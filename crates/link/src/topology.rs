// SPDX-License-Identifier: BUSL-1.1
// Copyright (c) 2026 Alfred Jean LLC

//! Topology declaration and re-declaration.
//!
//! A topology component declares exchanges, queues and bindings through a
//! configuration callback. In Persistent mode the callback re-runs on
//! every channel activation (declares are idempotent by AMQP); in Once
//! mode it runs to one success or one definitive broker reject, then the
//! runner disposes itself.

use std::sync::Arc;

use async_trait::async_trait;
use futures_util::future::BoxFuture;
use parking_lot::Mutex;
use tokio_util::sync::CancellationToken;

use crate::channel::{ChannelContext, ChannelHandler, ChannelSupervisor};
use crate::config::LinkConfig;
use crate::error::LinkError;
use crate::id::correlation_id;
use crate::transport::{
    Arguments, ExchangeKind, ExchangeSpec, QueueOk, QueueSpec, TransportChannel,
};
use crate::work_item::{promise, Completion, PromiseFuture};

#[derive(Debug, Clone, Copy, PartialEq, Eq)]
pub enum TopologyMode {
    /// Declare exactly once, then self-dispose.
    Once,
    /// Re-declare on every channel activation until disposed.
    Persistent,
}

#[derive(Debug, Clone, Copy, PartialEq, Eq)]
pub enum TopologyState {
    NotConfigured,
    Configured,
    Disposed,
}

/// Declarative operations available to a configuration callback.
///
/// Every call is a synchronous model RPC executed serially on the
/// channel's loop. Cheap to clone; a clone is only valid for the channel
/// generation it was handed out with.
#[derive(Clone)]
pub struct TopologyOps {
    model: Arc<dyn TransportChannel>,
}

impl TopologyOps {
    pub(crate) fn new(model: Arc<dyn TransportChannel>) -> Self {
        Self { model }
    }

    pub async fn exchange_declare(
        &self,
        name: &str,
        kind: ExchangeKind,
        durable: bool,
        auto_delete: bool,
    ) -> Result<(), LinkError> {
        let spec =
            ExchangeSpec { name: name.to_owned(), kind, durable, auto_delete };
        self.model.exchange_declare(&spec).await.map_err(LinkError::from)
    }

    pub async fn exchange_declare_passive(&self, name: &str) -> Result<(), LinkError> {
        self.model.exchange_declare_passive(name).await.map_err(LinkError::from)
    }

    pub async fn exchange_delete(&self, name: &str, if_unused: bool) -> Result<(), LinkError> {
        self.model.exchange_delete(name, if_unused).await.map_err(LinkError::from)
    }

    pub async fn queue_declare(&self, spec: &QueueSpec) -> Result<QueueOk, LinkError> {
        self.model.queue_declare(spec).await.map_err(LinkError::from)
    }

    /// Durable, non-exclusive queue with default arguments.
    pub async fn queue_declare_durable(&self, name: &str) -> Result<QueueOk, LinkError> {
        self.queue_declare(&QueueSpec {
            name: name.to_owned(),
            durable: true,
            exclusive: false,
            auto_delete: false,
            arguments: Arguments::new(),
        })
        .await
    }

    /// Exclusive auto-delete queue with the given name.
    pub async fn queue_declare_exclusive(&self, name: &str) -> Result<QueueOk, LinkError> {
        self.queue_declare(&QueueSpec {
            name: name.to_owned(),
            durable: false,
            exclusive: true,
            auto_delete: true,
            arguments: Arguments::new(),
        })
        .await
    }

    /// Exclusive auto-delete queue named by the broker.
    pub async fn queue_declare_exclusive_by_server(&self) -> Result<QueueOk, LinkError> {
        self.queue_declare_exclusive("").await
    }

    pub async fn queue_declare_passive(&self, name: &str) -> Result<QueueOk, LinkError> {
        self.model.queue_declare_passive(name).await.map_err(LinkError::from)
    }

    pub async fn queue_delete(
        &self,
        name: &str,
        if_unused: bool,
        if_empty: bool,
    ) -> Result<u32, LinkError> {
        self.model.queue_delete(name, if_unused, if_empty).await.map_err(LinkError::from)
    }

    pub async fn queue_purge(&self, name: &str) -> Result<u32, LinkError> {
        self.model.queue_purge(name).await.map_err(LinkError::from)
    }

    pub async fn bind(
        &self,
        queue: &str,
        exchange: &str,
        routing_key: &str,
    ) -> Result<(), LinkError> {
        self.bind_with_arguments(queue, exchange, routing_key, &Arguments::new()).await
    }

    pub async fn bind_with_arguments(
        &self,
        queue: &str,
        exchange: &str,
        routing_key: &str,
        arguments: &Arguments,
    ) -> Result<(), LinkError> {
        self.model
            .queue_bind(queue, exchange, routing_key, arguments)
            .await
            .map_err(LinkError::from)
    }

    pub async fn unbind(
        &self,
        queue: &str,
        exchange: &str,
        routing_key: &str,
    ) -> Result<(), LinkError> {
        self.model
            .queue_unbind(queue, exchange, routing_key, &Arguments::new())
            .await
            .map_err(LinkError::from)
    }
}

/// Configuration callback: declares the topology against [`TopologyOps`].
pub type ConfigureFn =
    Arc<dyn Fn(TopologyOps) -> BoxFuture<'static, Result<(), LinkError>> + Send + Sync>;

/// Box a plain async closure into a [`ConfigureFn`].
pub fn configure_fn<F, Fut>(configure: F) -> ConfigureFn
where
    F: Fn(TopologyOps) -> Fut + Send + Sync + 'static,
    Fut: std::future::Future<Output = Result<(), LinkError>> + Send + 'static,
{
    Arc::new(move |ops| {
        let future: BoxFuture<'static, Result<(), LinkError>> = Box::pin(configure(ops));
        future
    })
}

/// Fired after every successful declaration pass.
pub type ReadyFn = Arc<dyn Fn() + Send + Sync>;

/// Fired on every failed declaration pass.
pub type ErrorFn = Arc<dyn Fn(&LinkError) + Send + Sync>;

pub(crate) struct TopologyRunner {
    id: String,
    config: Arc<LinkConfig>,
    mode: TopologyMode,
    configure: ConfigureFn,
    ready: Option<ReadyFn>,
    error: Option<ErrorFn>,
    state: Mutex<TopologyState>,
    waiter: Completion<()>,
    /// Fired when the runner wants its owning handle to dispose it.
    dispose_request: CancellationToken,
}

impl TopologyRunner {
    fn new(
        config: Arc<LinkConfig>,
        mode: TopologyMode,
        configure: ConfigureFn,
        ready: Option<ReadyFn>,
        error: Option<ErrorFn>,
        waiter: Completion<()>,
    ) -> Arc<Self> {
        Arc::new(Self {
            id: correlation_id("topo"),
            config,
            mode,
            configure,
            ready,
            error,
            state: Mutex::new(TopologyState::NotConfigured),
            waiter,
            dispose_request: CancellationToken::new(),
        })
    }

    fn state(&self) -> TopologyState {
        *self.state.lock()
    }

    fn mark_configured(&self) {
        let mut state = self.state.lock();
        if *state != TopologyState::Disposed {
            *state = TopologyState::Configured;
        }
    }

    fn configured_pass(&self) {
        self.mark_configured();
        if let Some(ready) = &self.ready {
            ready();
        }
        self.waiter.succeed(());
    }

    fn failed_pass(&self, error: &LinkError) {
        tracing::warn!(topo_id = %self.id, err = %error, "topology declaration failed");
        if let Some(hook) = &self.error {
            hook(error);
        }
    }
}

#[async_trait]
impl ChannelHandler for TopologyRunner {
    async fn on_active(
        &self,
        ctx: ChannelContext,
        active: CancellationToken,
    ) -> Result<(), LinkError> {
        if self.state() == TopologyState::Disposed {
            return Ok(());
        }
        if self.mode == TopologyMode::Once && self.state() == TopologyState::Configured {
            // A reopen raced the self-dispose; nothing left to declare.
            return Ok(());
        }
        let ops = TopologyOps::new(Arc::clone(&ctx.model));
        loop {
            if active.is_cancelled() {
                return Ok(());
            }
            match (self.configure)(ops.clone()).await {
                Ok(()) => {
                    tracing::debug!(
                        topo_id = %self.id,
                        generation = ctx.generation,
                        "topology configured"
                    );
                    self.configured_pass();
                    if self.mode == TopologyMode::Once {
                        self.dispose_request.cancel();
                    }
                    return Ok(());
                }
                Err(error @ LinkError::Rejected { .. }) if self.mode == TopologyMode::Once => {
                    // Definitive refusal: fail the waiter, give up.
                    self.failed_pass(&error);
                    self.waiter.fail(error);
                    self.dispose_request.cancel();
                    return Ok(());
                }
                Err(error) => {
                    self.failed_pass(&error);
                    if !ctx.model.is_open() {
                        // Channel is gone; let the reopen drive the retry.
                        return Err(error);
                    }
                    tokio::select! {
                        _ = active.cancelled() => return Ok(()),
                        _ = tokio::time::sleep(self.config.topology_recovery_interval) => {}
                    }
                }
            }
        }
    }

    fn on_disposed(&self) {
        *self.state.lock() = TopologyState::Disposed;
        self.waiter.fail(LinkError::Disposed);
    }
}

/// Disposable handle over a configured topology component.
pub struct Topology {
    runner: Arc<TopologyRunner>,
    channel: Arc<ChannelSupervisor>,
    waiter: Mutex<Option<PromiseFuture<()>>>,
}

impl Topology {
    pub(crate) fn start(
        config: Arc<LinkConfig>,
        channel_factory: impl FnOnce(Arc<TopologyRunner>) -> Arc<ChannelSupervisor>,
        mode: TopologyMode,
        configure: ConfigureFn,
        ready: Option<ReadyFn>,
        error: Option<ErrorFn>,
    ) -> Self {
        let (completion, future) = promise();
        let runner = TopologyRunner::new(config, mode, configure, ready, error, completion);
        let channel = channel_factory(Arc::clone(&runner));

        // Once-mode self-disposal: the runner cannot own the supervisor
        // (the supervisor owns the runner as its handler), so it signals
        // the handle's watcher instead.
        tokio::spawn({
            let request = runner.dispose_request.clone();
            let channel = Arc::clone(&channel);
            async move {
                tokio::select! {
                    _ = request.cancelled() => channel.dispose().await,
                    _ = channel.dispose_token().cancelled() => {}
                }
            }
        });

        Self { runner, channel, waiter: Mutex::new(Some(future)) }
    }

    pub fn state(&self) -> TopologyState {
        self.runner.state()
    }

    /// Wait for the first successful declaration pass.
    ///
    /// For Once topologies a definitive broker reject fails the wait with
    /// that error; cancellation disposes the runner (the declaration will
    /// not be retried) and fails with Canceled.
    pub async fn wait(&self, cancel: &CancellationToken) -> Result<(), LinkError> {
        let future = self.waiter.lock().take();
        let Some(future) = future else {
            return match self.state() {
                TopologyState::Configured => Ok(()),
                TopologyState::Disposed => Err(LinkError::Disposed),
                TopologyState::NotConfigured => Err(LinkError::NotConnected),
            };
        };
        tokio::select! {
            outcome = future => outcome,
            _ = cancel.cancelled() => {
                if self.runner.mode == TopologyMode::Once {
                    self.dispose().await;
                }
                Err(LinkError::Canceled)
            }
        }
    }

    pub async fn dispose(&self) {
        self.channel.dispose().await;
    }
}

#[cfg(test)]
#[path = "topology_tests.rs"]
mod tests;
※ ※ ※
-- Activity --
Show, from the listing above, each line that contains the word "false".

-- Answer box --
            exclusive: false,
            auto_delete: false,
            durable: false,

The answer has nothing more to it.